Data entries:
>>>>

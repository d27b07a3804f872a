// SPDX-License-Identifier: AGPL-3.0-or-later
//
// Copyright (C) 2026 Relational Network

//! # Storage Module
//!
//! Persistence for the service, split in two:
//!
//! - [`ContentDatabase`]: an embedded redb database holding wallets,
//!   content, posts, comments, and media metadata. Asset-uniqueness for
//!   content is enforced here, inside the write transaction that creates
//!   the row.
//! - [`ObjectStore`]: an in-process blob store standing in for the external
//!   object-storage collaborator (media bytes under `images/{id}` keys).
//!
//! Posts and comments are soft-deleted and never physically removed.

pub mod content_db;
pub mod objects;

pub use content_db::{ContentDatabase, StoreError, StoreResult};
pub use objects::{ObjectStore, StoredObject};
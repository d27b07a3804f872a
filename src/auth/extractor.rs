// SPDX-License-Identifier: AGPL-3.0-or-later
//
// Copyright (C) 2026 Relational Network

//! Axum extractor for authenticated callers.
//!
//! Use the `Auth` extractor in handlers to require a valid capability token:
//!
//! ```rust,ignore
//! async fn my_handler(Auth(ctx): Auth) -> impl IntoResponse {
//!     // ctx.address and ctx.assets come from the validated token
//! }
//! ```
//!
//! The gate requires two headers: `Authorization` carrying the capability
//! token and a companion `Address` header asserting the caller's identity.
//! The address embedded in the validated token must equal the asserted one;
//! a mismatch rejects the request. This stops a stolen token from being
//! replayed under a different claimed identity.

use axum::{
    extract::FromRequestParts,
    http::{header::AUTHORIZATION, request::Parts},
};

use super::error::AuthError;
use crate::models::{AssetId, WalletAddress};
use crate::state::AppState;

/// Companion header asserting the caller's wallet address.
pub const ADDRESS_HEADER: &str = "address";

/// Authenticated request context decoded from a capability token.
///
/// The asset list is the snapshot taken at login; handlers test resource
/// entitlements against it with [`AuthContext::holds`].
#[derive(Debug, Clone)]
pub struct AuthContext {
    /// The authenticated wallet address.
    pub address: WalletAddress,
    /// Assets held at token issuance, in upstream order.
    pub assets: Vec<AssetId>,
}

impl AuthContext {
    /// Whether the caller's token entitles it to `asset`.
    pub fn holds(&self, asset: &AssetId) -> bool {
        self.assets.contains(asset)
    }
}

/// Extractor for authenticated callers.
///
/// Validates the capability token from the `Authorization` header against
/// the process-wide secret and cross-checks the `Address` header.
pub struct Auth(pub AuthContext);

impl FromRequestParts<AppState> for Auth {
    type Rejection = AuthError;

    async fn from_request_parts(parts: &mut Parts, state: &AppState) -> Result<Self, Self::Rejection> {
        // A context placed in extensions (middleware or tests) wins.
        if let Some(ctx) = parts.extensions.get::<AuthContext>().cloned() {
            return Ok(Auth(ctx));
        }

        let auth_header = parts
            .headers
            .get(AUTHORIZATION)
            .ok_or(AuthError::MissingToken)?
            .to_str()
            .map_err(|_| AuthError::InvalidAuthHeader)?;

        // Some clients send the literal string "null" when no token is stored.
        if auth_header.is_empty() || auth_header == "null" {
            return Err(AuthError::MissingToken);
        }
        let token = auth_header.strip_prefix("Bearer ").unwrap_or(auth_header).trim();

        let claimed_address = parts
            .headers
            .get(ADDRESS_HEADER)
            .ok_or(AuthError::MissingAddressHeader)?
            .to_str()
            .map_err(|_| AuthError::MissingAddressHeader)?;

        let claims = state.sessions.validate(token)?;

        if claims.address != claimed_address {
            return Err(AuthError::AddressMismatch);
        }

        Ok(Auth(AuthContext {
            address: WalletAddress::from(claims.address),
            assets: claims.assets.into_iter().map(AssetId::from).collect(),
        }))
    }
}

<<<<

From the records above, extract exactly and only the lines that begin at the line with "Whether the caller's" and stop after the line with "let claims = state.sessions.validate(token)?;".

    /// Whether the caller's token entitles it to `asset`.
    pub fn holds(&self, asset: &AssetId) -> bool {
        self.assets.contains(asset)
    }
}

/// Extractor for authenticated callers.
///
/// Validates the capability token from the `Authorization` header against
/// the process-wide secret and cross-checks the `Address` header.
pub struct Auth(pub AuthContext);

impl FromRequestParts<AppState> for Auth {
    type Rejection = AuthError;

    async fn from_request_parts(parts: &mut Parts, state: &AppState) -> Result<Self, Self::Rejection> {
        // A context placed in extensions (middleware or tests) wins.
        if let Some(ctx) = parts.extensions.get::<AuthContext>().cloned() {
            return Ok(Auth(ctx));
        }

        let auth_header = parts
            .headers
            .get(AUTHORIZATION)
            .ok_or(AuthError::MissingToken)?
            .to_str()
            .map_err(|_| AuthError::InvalidAuthHeader)?;

        // Some clients send the literal string "null" when no token is stored.
        if auth_header.is_empty() || auth_header == "null" {
            return Err(AuthError::MissingToken);
        }
        let token = auth_header.strip_prefix("Bearer ").unwrap_or(auth_header).trim();

        let claimed_address = parts
            .headers
            .get(ADDRESS_HEADER)
            .ok_or(AuthError::MissingAddressHeader)?
            .to_str()
            .map_err(|_| AuthError::MissingAddressHeader)?;

        let claims = state.sessions.validate(token)?;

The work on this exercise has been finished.